田尻先生
Q.12
どのように、どこから自分の授業を分析して、改善していけばよいでしょうか?10年以上も指導を行っていますが、毎年毎年悩みます。また、転勤先で生徒や地域は変わっているのに、教え方が変わらないことによって、うまくいかないことが多々あります。どのようにしていけばよいのか、手がかりをお願いします。  

 私は教員になって12年たった頃、本格的な授業改革に着手しました。日頃から生徒が、「教科書がおもしろくない」と言っていたからです。
 まず、一旦教科書から離れてみようと思いました。しかし、高校入試のことを考えると、教科書を使わないわけにはいきません。そこで私は、教科書を分析してみました。何を教えないといけないか、何が重要であるかを確認するためです。それらをリストアップして一覧表にし、教科書を使わずALTと相談してさまざまな活動をやる中で、「教えた表現」をマーカーで塗っていきました。そうすることで、教科書は使わなくとも、教科書の語句や表現は教えるという状況を作り出したのです。
 また、大部分の生徒がマスターしたと思ったものは、丸で囲んでいきました。すると、「教科書を何ページまで進めたか」という発想から、「生徒は何をどれぐらいマスターしたか」という部分に視点が変わりました。つまり、「何を教えたか」を項目立てすることにより、「それがどれぐらい定着したか」ということを強く考えるようになったのです。

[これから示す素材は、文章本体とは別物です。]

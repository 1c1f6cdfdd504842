//! A push-style input source.

use crate::automaton::error::AutomatonError;
use futures::Stream;
use std::pin::Pin;
use std::task::{Context, Poll};
use tokio::sync::mpsc;

/// Create a connected input sender and input stream.
///
/// The stream completes once every sender has been dropped.
///
/// # Example
///
/// ```rust
/// use effect_automaton::automaton::pipe;
///
/// let (sender, inputs) = pipe::<&str>();
/// sender.send("login").unwrap();
/// drop(inputs);
/// assert!(sender.send("logout").is_err());
/// ```
pub fn pipe<I>() -> (InputSender<I>, InputStream<I>) {
    let (sender, receiver) = mpsc::unbounded_channel();
    (InputSender { sender }, InputStream { receiver })
}

/// Sending half of [`pipe`].
#[derive(Debug)]
pub struct InputSender<I> {
    sender: mpsc::UnboundedSender<I>,
}

impl<I> InputSender<I> {
    /// Push an input to the automaton.
    ///
    /// Fails once the receiving automaton is gone.
    pub fn send(&self, input: I) -> Result<(), AutomatonError> {
        self.sender
            .send(input)
            .map_err(|_| AutomatonError::InputClosed)
    }

    /// Whether the receiving side has been dropped.
    pub fn is_closed(&self) -> bool {
        self.sender.is_closed()
    }

    /// Signal that no more inputs will come from this sender.
    ///
    /// Completion is shared with every clone: the stream ends only once all
    /// clones have completed or been dropped. Completing one handle while
    /// another is still alive leaves the stream open.
    pub fn complete(self) {}
}

impl<I> Clone for InputSender<I> {
    fn clone(&self) -> Self {
        Self {
            sender: self.sender.clone(),
        }
    }
}

/// Receiving half of [`pipe`], consumed by the automaton.
#[derive(Debug)]
pub struct InputStream<I> {
    receiver: mpsc::UnboundedReceiver<I>,
}

impl<I> Stream for InputStream<I> {
    type Item = I;

    fn poll_next(self: Pin<&mut Self>, cx: &mut Context<'_>) -> Poll<Option<I>> {
        self.get_mut().receiver.poll_recv(cx)
    }
}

 当時のALTは次々とおもしろいことを考えてきましたので、生徒は積極的に授業に参加するようになり、生徒はALTと英語で話したいがために、授業や家庭での英語学習に力を入れるようになりました。ALTの仕事は、新出事項を導入するために劇をしたり、全体の前で発音のモデルを示したり、教科書を音読するのが中心ではなく、生徒が何ができるようになったかを1対1で確認し、不足したところを指摘するという役割に変わったのです。これは効きました。生徒は1対1の対話では、白紙の答案を出すことはできないからです。そして、ALTと1対1で会話をして通じる喜びは、私の生徒の学習意欲を引き出しました。授業改革は、教科書を知ることと、ALTに最終チェックをしてもらうことで、大きく前に進みました。
 また、自学のシステムの導入も大きかったです。生徒は日々何を勉強すればよいかを知るようになりましたし、自学帳に書いてある私やALTのコメントを読むことを励みにして、家庭学習を続けました。そして、初めて3年間教えた生徒たちが公立高校の入試で平均80点(試算)を超えるようになったのです。

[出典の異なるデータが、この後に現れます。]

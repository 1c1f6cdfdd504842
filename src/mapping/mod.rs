//! Transition rules and rule tables.
//!
//! A rule is a pure function of the current state and an input. A rule
//! table is an ordered list of rules folded into one rule where the first
//! match wins.

mod reduce;
mod rule;

pub use reduce::{reduce, reduce_effects};
pub use rule::{EffectMapping, Mapping, Next};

 それ以来、3つの中学校に勤務しましたが、どの学校も自学は受け入れられましたし、どの学校も成績は優秀でした。漁師町の100人ほどの学校でも、1000人を超える大規模校でも、50人ほどの山間の学校でも、400人ほどの中規模校でも、自学は生徒の心をつかみ、学力を高めてくれたのです。

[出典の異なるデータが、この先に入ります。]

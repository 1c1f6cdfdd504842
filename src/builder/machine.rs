//! Builder for constructing and starting automata.

use crate::automaton::{Automaton, AutomatonConfig};
use crate::builder::error::BuildError;
use crate::builder::transition::TransitionBuilder;
use crate::core::{Input, State};
use crate::effects::{FailurePolicy, FlattenStrategy};
use crate::mapping::{reduce_effects, EffectMapping};
use futures::stream::{BoxStream, Stream, StreamExt};

/// Builder for constructing automata with a fluent API.
///
/// Rules are tried in the order they were added; the first match wins.
pub struct AutomatonBuilder<S: State, I: Input> {
    initial: Option<S>,
    inputs: Option<BoxStream<'static, I>>,
    mappings: Vec<EffectMapping<S, I>>,
    config: AutomatonConfig,
}

impl<S: State, I: Input> AutomatonBuilder<S, I> {
    /// Create a new builder.
    pub fn new() -> Self {
        Self {
            initial: None,
            inputs: None,
            mappings: Vec::new(),
            config: AutomatonConfig::default(),
        }
    }

    /// Set the initial state (required).
    pub fn initial(mut self, state: S) -> Self {
        self.initial = Some(state);
        self
    }

    /// Set the external input source (required).
    pub fn inputs<St>(mut self, inputs: St) -> Self
    where
        St: Stream<Item = I> + Send + 'static,
    {
        self.inputs = Some(inputs.boxed());
        self
    }

    /// Add a transition using a builder.
    /// Returns an error if the builder fails validation.
    pub fn transition(mut self, builder: TransitionBuilder<S, I>) -> Result<Self, BuildError> {
        let mapping = builder.build()?;
        self.mappings.push(mapping);
        Ok(self)
    }

    /// Add a pre-built rule, either a `Mapping` or an `EffectMapping`.
    pub fn mapping(mut self, mapping: impl Into<EffectMapping<S, I>>) -> Self {
        self.mappings.push(mapping.into());
        self
    }

    /// Add multiple rules at once.
    pub fn mappings<M>(mut self, mappings: impl IntoIterator<Item = M>) -> Self
    where
        M: Into<EffectMapping<S, I>>,
    {
        self.mappings.extend(mappings.into_iter().map(Into::into));
        self
    }

    /// How effect outputs are flattened. Defaults to merge.
    pub fn strategy(mut self, strategy: FlattenStrategy) -> Self {
        self.config = self.config.strategy(strategy);
        self
    }

    /// What happens when an effect fails. Defaults to terminate.
    pub fn on_effect_failure(mut self, policy: FailurePolicy) -> Self {
        self.config = self.config.on_effect_failure(policy);
        self
    }

    /// Replace the whole configuration.
    pub fn config(mut self, config: AutomatonConfig) -> Self {
        self.config = config;
        self
    }

    /// Build the automaton and start it on the current tokio runtime.
    /// Returns an error if required fields are missing.
    pub fn build(self) -> Result<Automaton<S, I>, BuildError> {
        let initial = self.initial.ok_or(BuildError::MissingInitialState)?;
        let inputs = self.inputs.ok_or(BuildError::MissingInputSource)?;

        if self.mappings.is_empty() {
            return Err(BuildError::MissingMapping);
        }

        Automaton::with_config(initial, inputs, reduce_effects(self.mappings), self.config)
    }
}

impl<S: State, I: Input> Default for AutomatonBuilder<S, I> {
    fn default() -> Self {
        Self::new()
    }
}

 教師になって16年が過ぎたとき、次の大きな授業改革のきっかけがありました。あるとき、生徒が私よりはるかに深く教科書を読んだのです。行間を読み、情景を想像し、登場人物の気持ちや性格すら読み抜いたことは、私にとって大きな衝撃でした。彼らは、教科書を「読書」していたのです。
 この出来事以来、私は教科書本文をどういかすかということに、時間と労力を費やすようになりました。今はだいぶうまくなったと思います。大学に来てからも、リーディングの授業は好評です。リーディングの授業での命は、「いい発問」です。

1.まず、生徒に考えさせる(読ませる、聞かせる、書かせる、話させる)
2.生徒同士でシェアさせる
3.教師がヒントや答えを言う
4.わからないところがある生徒に説明する

 この方法だと、生徒の頭と心が動くようになります。考える前に教師が説明したり、わかっている生徒にも我慢して説明を聞かせるのではなく、わかった生徒が友だちを助けるというシステムに変えると、生徒は心身ともに動き始めます。つまり、少し授業の手順を変えればよいのです。
 確かに生徒は地域差や学年による違いがありますが、本質的には一緒です。大学に来てみて思うのは、大学生も中学生も変わらないということです。頭と心が動くと時間がたつのを忘れ、夢中になるということです。中には、「90分の授業が10分に感じられた」と無記名のアンケートに書いてくれた学生も何人かいました。
 違いが生まれ、発見がある授業を創りましょう。